Written by: Sara Mueller, Executive Contributor
Executive Contributors at Brainz Magazine are handpicked and invited to contribute because of their knowledge and valuable insight within their area of expertise.
Looking to increase employee retention, reduce burnout, and achieve high-performance leadership? Research says emotional intelligence is the most effective way to do so. Just ask our friend, Google, and you’ll see vast research citing the huge benefits emotional intelligence has to you, your organization, and your personal life.
I’ll leave the data to Google, and instead, share with you four straightforward ways to increase your emotional intelligence so you can start reaping the rewards of high-performance leadership in both your professional and personal life.

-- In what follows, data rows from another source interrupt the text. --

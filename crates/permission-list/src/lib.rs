//! Permission List
//!
//! Builds the categorized rows of the app permissions screen from a
//! permission catalog and drives the screen lifecycle:
//! - Allowed / denied lists of platform groups, in label order
//! - "Additional permissions" overflow for third-party groups
//! - Last-access summaries for tracked groups
//! - View-event logging and navigation requests

pub mod builder;
pub mod collaborators;
pub mod entry;
pub mod screen;
pub mod strings;
pub mod summary;
pub mod telemetry;

#[cfg(test)]
pub(crate) mod testing;

pub use builder::PermissionListBuilder;
pub use collaborators::{
    AbsoluteUsageFormatter, CaseInsensitiveCollator, Clock, ConfigGroupPolicy, GroupPolicy,
    IdGenerator, LabelCollator, NoUsage, RandomIdGenerator, SequenceIdGenerator, UsageFormatter,
    UsageLookup,
};
pub use entry::{
    AdditionalPermissions, DisplayEntry, EntryCategory, ListCategory, OverflowEntry,
    PlaceholderEntry, RenderingPlan, Row, SummaryKind,
};
pub use screen::{
    AdditionalPermissionsScreen, AppPermissionsScreen, MenuItem, ScreenArgs, ScreenContext,
    ScreenHeader,
};
pub use strings::{PluralTemplate, ScreenStrings};
pub use telemetry::{PermissionViewLogger, TelemetrySink};
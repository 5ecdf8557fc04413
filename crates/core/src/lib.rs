//! App Permissions Core - shared types
//!
//! Errors, configuration, the event bus and the identity/navigation/telemetry
//! types shared by the permission catalog and the permission list screens.

pub mod config;
pub mod error;
pub mod events;
pub mod types;

pub use config::{AppConfig, ScreenConfig, UsageConfig};
pub use error::{AppPermissionsError, ResolutionError, Result};
pub use events::{Event, EventBus, EventSubscription};
pub use types::{AppIdentity, NavigationRequest, SessionId, UserHandle, ViewCategory, ViewEvent};

/// Crate version
pub const VERSION: &str = env!("CARGO_PKG_VERSION");
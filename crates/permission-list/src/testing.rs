//! Test fixtures shared by the unit tests of this crate.

use std::collections::HashMap;
use std::sync::atomic::{AtomicUsize, Ordering};
use std::sync::Arc;

use app_permissions_catalog::{
    InMemoryPermissionSource, InstalledPackage, PermissionCatalog, PermissionGroup,
};
use app_permissions_core::{AppIdentity, UserHandle};
use chrono::{DateTime, Utc};

use crate::collaborators::UsageLookup;

pub const PKG: &str = "com.example.app";
pub const UID: u32 = 10042;
pub const VENDOR: &str = "com.vendor";

pub fn platform(name: &str, label: &str) -> PermissionGroup {
    PermissionGroup::new(name, "android", label)
}

pub fn third_party(name: &str, label: &str) -> PermissionGroup {
    PermissionGroup::new(name, VENDOR, label)
}

pub fn source_of(groups: Vec<PermissionGroup>) -> Arc<InMemoryPermissionSource> {
    let package = groups
        .into_iter()
        .fold(InstalledPackage::new(PKG, UID, "Example"), InstalledPackage::with_group);
    let source = InMemoryPermissionSource::new();
    source.install(package);
    Arc::new(source)
}

pub fn catalog_of(groups: Vec<PermissionGroup>) -> PermissionCatalog {
    PermissionCatalog::load(source_of(groups), PKG, UserHandle::SYSTEM).unwrap()
}

/// Usage table keyed by group name
pub struct FixedUsage(HashMap<String, DateTime<Utc>>);

impl FixedUsage {
    pub fn new(entries: &[(&str, DateTime<Utc>)]) -> Self {
        Self(entries.iter().map(|(g, at)| (g.to_string(), *at)).collect())
    }
}

impl UsageLookup for FixedUsage {
    fn last_access(
        &self,
        _app: &AppIdentity,
        _user: UserHandle,
        group: &str,
    ) -> Option<DateTime<Utc>> {
        self.0.get(group).copied()
    }
}

/// Counts lookups and never finds usage
#[derive(Default)]
pub struct CountingUsage(AtomicUsize);

impl CountingUsage {
    pub fn lookups(&self) -> usize {
        self.0.load(Ordering::SeqCst)
    }
}

impl UsageLookup for CountingUsage {
    fn last_access(
        &self,
        _app: &AppIdentity,
        _user: UserHandle,
        _group: &str,
    ) -> Option<DateTime<Utc>> {
        self.0.fetch_add(1, Ordering::SeqCst);
        None
    }
}
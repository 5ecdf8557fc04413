//! Shared Types
//!
//! Identity, navigation and view-event types exchanged between the
//! permission catalog, the list builder and the host.

use std::fmt;

use serde::{Deserialize, Serialize};

/// User profile a package is installed under
#[derive(Debug, Clone, Copy, PartialEq, Eq, Hash, PartialOrd, Ord, Serialize, Deserialize)]
#[serde(transparent)]
pub struct UserHandle(pub u32);

impl UserHandle {
    /// The system (primary) user
    pub const SYSTEM: UserHandle = UserHandle(0);

    pub fn id(&self) -> u32 {
        self.0
    }
}

impl fmt::Display for UserHandle {
    fn fmt(&self, f: &mut fmt::Formatter<'_>) -> fmt::Result {
        write!(f, "user {}", self.0)
    }
}

/// Identifier tying together all screens of one permission-settings visit
#[derive(Debug, Clone, Copy, PartialEq, Eq, Hash, Default, Serialize, Deserialize)]
#[serde(transparent)]
pub struct SessionId(pub i64);

impl SessionId {
    /// Session id used when the caller did not supply one
    pub const INVALID: SessionId = SessionId(0);

    pub fn is_valid(&self) -> bool {
        *self != Self::INVALID
    }
}

/// Identity of the app whose permissions are shown
#[derive(Debug, Clone, PartialEq, Eq, Hash, Serialize, Deserialize)]
pub struct AppIdentity {
    /// Package name (e.g., "com.example.app")
    pub package_name: String,
    /// Kernel uid of the package under its user
    pub uid: u32,
}

/// Categorical bucket of a logged permission row
#[derive(Debug, Clone, Copy, PartialEq, Eq, Hash, Serialize, Deserialize)]
#[serde(rename_all = "snake_case")]
pub enum ViewCategory {
    Allowed,
    AllowedForeground,
    Denied,
}

impl ViewCategory {
    pub fn as_str(&self) -> &'static str {
        match self {
            ViewCategory::Allowed => "allowed",
            ViewCategory::AllowedForeground => "allowed_foreground",
            ViewCategory::Denied => "denied",
        }
    }
}

impl fmt::Display for ViewCategory {
    fn fmt(&self, f: &mut fmt::Formatter<'_>) -> fmt::Result {
        f.write_str(self.as_str())
    }
}

/// One "app permissions viewed" record, emitted per visible row
#[derive(Debug, Clone, PartialEq, Eq, Serialize, Deserialize)]
pub struct ViewEvent {
    pub session_id: SessionId,
    /// Shared by every record of one view pass
    pub view_id: i64,
    /// `None` for synthesized overflow rows
    pub permission_group_name: Option<String>,
    pub app: AppIdentity,
    pub category: ViewCategory,
}

/// Navigation the host should perform on behalf of a screen
#[derive(Debug, Clone, PartialEq, Eq, Serialize, Deserialize)]
#[serde(tag = "kind", rename_all = "snake_case")]
pub enum NavigationRequest {
    /// Every permission the app requested, optionally restricted to one group
    AllPermissions {
        package: String,
        user: UserHandle,
        filter_group: Option<String>,
    },
    /// Permissions declared by packages other than the platform
    AdditionalPermissions {
        package: String,
        user: UserHandle,
        session_id: SessionId,
    },
    /// Per-group grant handler
    PermissionGroup {
        package: String,
        user: UserHandle,
        group: String,
        session_id: SessionId,
    },
    /// System app-details page
    AppInfo { package: String },
    /// Help page for a topic
    Help { topic: String },
    /// Return to the previous screen
    Back,
}
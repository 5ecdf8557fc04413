//! Screen Strings
//!
//! Text templates the host resolves from its resources. `{0}` is the
//! argument placeholder.

use serde::{Deserialize, Serialize};

/// Singular/plural pair for a counted template
#[derive(Debug, Clone, PartialEq, Eq, Serialize, Deserialize)]
pub struct PluralTemplate {
    pub one: String,
    pub other: String,
}

impl PluralTemplate {
    pub fn format(&self, count: usize) -> String {
        let template = if count == 1 { &self.one } else { &self.other };
        fill(template, &count.to_string())
    }
}

/// All text the permission screens render
#[derive(Debug, Clone, PartialEq, Eq, Serialize, Deserialize)]
#[serde(default)]
pub struct ScreenStrings {
    pub screen_title: String,
    pub most_recent_access: String,
    pub most_recent_denied: String,
    pub never_accessed: String,
    pub never_accessed_denied: String,
    pub only_in_foreground: String,
    pub no_permissions_allowed: String,
    pub no_permissions_denied: String,
    pub additional_permissions: String,
    pub additional_permissions_more: PluralTemplate,
    pub all_permissions: String,
    pub app_not_found: String,
    pub help_topic: String,
}

impl Default for ScreenStrings {
    fn default() -> Self {
        Self {
            screen_title: "App permissions".into(),
            most_recent_access: "Most recent access: {0}".into(),
            most_recent_denied: "Denied / Most recent access: {0}".into(),
            never_accessed: "Never accessed".into(),
            never_accessed_denied: "Denied / Never accessed".into(),
            only_in_foreground: "Only while app is in use".into(),
            no_permissions_allowed: "No permissions allowed".into(),
            no_permissions_denied: "No permissions denied".into(),
            additional_permissions: "Additional permissions".into(),
            additional_permissions_more: PluralTemplate {
                one: "+{0} more".into(),
                other: "+{0} more".into(),
            },
            all_permissions: "All permissions".into(),
            app_not_found: "App not found".into(),
            help_topic: "app_permissions".into(),
        }
    }
}

/// Substitute `arg` for every `{0}` in `template`
pub fn fill(template: &str, arg: &str) -> String {
    template.replace("{0}", arg)
}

Emotional intelligence is created through four pillars: self-awareness, self-management, others-awareness, and relationship management. To achieve high emotional intelligence, you have to start at the first pillar (self-awareness) and work your way up. Because you can’t effectively influence others, manage conflict in a productive way, and inspire high-performance teamwork if you can’t relate with others. You can’t relate with and understand others if you can’t understand and manage your own feelings, triggers, and motivations. Finally, you can’t manage yourself and live a productive, intentional life if you don’t first know yourself. So let’s start with knowing yourself, which we tackle in the first pillar of emotional intelligence: self-awareness.

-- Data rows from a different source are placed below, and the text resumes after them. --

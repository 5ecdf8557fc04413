//! App Permissions CLI
//!
//! Runs the app permissions screen against a JSON device fixture and prints
//! the allowed/denied lists.

use anyhow::Result;
use clap::{Parser, Subcommand};
use tracing::{info, Level};
use tracing_subscriber::FmtSubscriber;

use app_permissions::commands::ShowCommand;
use app_permissions::core::VERSION;

#[derive(Parser, Debug)]
#[command(name = "app-permissions", version, about, long_about = None)]
struct Cli {
    #[command(subcommand)]
    command: Commands,
}

#[derive(Subcommand, Debug)]
enum Commands {
    /// Show the allowed and denied permissions of one app
    Show(ShowCommand),
}

/// Main entry point
#[tokio::main]
async fn main() -> Result<()> {
    let cli = Cli::parse();

    // Initialize logging
    let subscriber = FmtSubscriber::builder()
        .with_max_level(Level::INFO)
        .with_target(false)
        .with_writer(std::io::stderr)
        .finish();

    tracing::subscriber::set_global_default(subscriber)?;

    info!("app-permissions v{} starting...", VERSION);

    match cli.command {
        Commands::Show(command) => println!("{}", command.execute().await?),
    }

    Ok(())
}
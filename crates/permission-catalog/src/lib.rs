//! Permission Group Catalog
//!
//! Holds the permission groups an installed app requested under one user
//! and re-reads them from the platform on demand.

pub mod catalog;
pub mod group;
pub mod source;

pub use catalog::{InvalidationCallback, PermissionCatalog, SharedCatalog};
pub use group::{GroupOrigin, IconRef, PermissionGroup};
pub use source::{
    DeviceFixture, InMemoryPermissionSource, InstalledPackage, PackageMetadata, PermissionSource,
};

/// Platform-declared runtime permission groups
pub mod platform_groups {
    pub const CALENDAR: &str = "android.permission-group.CALENDAR";
    pub const CALL_LOG: &str = "android.permission-group.CALL_LOG";
    pub const CAMERA: &str = "android.permission-group.CAMERA";
    pub const CONTACTS: &str = "android.permission-group.CONTACTS";
    pub const LOCATION: &str = "android.permission-group.LOCATION";
    pub const MICROPHONE: &str = "android.permission-group.MICROPHONE";
    pub const PHONE: &str = "android.permission-group.PHONE";
    pub const SENSORS: &str = "android.permission-group.SENSORS";
    pub const SMS: &str = "android.permission-group.SMS";
    pub const STORAGE: &str = "android.permission-group.STORAGE";

    /// Groups with no user-facing meaning
    pub const UNDEFINED: &str = "android.permission-group.UNDEFINED";
}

EQ Pillar 1: Self-Awareness: Decipher The Message Your Neutral Feelings Are Sending You
One way to increase your self-awareness is to feel your feelings. This is harder than it sounds as most of us were taught during childhood to hide, numb out, or deny our feelings. Boys were told, “Boys don’t cry,” or “Toughen up” when they expressed sensitive feelings. Girls were told, “Smile and look pretty” or “Don’t be angry. No one wants to work with a bitch.” Many of us grew up in cultures where children were supposed to be seen and not heard.
Or if we had a big emotion that our parents didn’t know how to handle, we may have heard, “You’re sad about not getting inviting to Kayla’s party? Here, have a cookie. This will make you feel better!” (And we wonder why so many of us stress-eat.) Or, “Johnny didn’t invite you to his birthday party. Well, let’s go get a new Lego set from the store. That will make you feel better!” (And we wonder why so many of us participate in “retail therapy.”)
To incentivize you to start feeling your feelings, especially if you were trained not to, understand that your feelings aren’t good or bad. Instead, they are neutral messengers. If you feel anger, that may mean there’s something you want to take a stand against. If you feel joy at work, that may mean you’re operating in your zone of genius and should request more similar projects. If you feel sad, that may mean you cared about what you lost and should consider some gentle self-care as you grieve. If you feel resentful, that may mean a boundary needs to be established. If you feel guilt, that may mean something needs to change. What is the message your feeling has for you?
EQ Pillar 2: Self-Management: Stop Repeating Unproductive Patterns
The second pillar of emotional intelligence, self-management, is tricky for most of us. Most of the things that contribute to effective self-management, we already know we should be doing – yet we don’t do them consistently! These things include exercising regularly, getting 7 to 9 hours of sleep a night, eating healthy whole foods, learning to relax, spending time on what matters, and practicing self-care.
Many of us deprioritize the things that help us manage ourselves effectively, and find ourselves living on autopilot, responding to other’s needs, and always feeling “so busy.” To get out of our negative habits and behaviors, we first have to understand where they come from.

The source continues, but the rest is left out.